A new report from the World Health Organization (WHO) shows that despite more countries recognizing and prioritizing the dangers of climate change and its potential impacts on health, they are not entirely acting to confront the situation.
Of 101 countries surveyed, half have developed a national health and climate change strategy, but only around 38 percent have the money to implement these strategies. Even fewer — a mere 10 percent — are actively using the resources necessary to implement them. Sixty percent of these nations attest that, despite findings of common health risks, the data has had little to no influence on whether funding will be used to combat them.
Common climate health risks, sifted out by climate risk assessments, include heat stress, injury, or death from extreme weather events, along with food, water, and vector-borne diseases.
“Climate change is not only racking up a bill for future generations to pay, it’s a price that people are paying for now with their health,” Dr. Tedros Adhanom Ghebreyesus, Director-General of WHO, said. “It is a moral imperative that countries have the resources they need to act against climate change and safeguard health now and in the future.”

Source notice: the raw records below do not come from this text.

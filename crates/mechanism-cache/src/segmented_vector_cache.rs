use crate::registry::TypeMap;
use mechanism_model::{SegmentLayout, SegmentedVector};
use mechanism_spatial::scalar::Scalar;
use std::cell::RefCell;
use std::rc::Rc;

/// Per-layout registry of `SegmentedVector<T>`, one per scalar type `T`.
///
/// Unlike [`crate::StateCache`], which owns a whole mechanism, this caches a single
/// flat buffer against a fixed [`SegmentLayout`] (e.g. a `q` or `v` scratch buffer
/// shared by several joints of the same dimension), so it is keyed purely by the
/// layout passed at construction rather than by anything mechanism-specific.
pub struct SegmentedVectorCache {
    layout: SegmentLayout,
    entries: TypeMap,
}

impl SegmentedVectorCache {
    #[must_use]
    pub fn new(layout: SegmentLayout) -> Self {
        Self {
            layout,
            entries: TypeMap::new(),
        }
    }

    pub fn get<T: Scalar>(&self) -> Rc<RefCell<SegmentedVector<T>>> {
        let layout = &self.layout;
        self.entries
            .get_or_insert_with::<T, _>(|| SegmentedVector::zeros(layout))
    }
}

#[cfg(test)]
mod tests {
    use super::*;

    #[test]
    fn lookup_is_sized_to_the_layout() {
        let layout = SegmentLayout::from_widths(&[1, 2, 3]);
        let cache = SegmentedVectorCache::new(layout);
        let v = cache.get::<f64>();
        assert_eq!(v.borrow().len(), 6);
    }

    #[test]
    fn repeated_lookup_for_the_same_type_returns_the_same_instance() {
        let layout = SegmentLayout::from_widths(&[1]);
        let cache = SegmentedVectorCache::new(layout);
        let a = cache.get::<f64>();
        let b = cache.get::<f64>();
        assert!(Rc::ptr_eq(&a, &b));
    }
}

Over 75 percent of surveyed nations agreed that there is a lack of information on opportunities to access climate finance to protect their citizens. Over 60 percent noted a lack of people and organizations connected to climate finance processes, while half also pointed out a lack of capacity to prepare proposals in general.
Though previous work has shown that the value of health effects linked to cutting carbon emissions would be around double the cost of taking such actions and save millions of lives, many nations cannot move on the issue. Less than a quarter of nations have even mustered collaboration between the health sector and those sectors most responsible for air pollution.
In all, it has left the ability to implement and support climate change response efforts lacking worldwide.
WHO recommends getting countries to implement the plans they have made — both by making sure the health sector is included in climate change processes and ensuring finance access — and getting health factored into decision-making processes linked to air pollution and sustainability goals while noting positive health effects.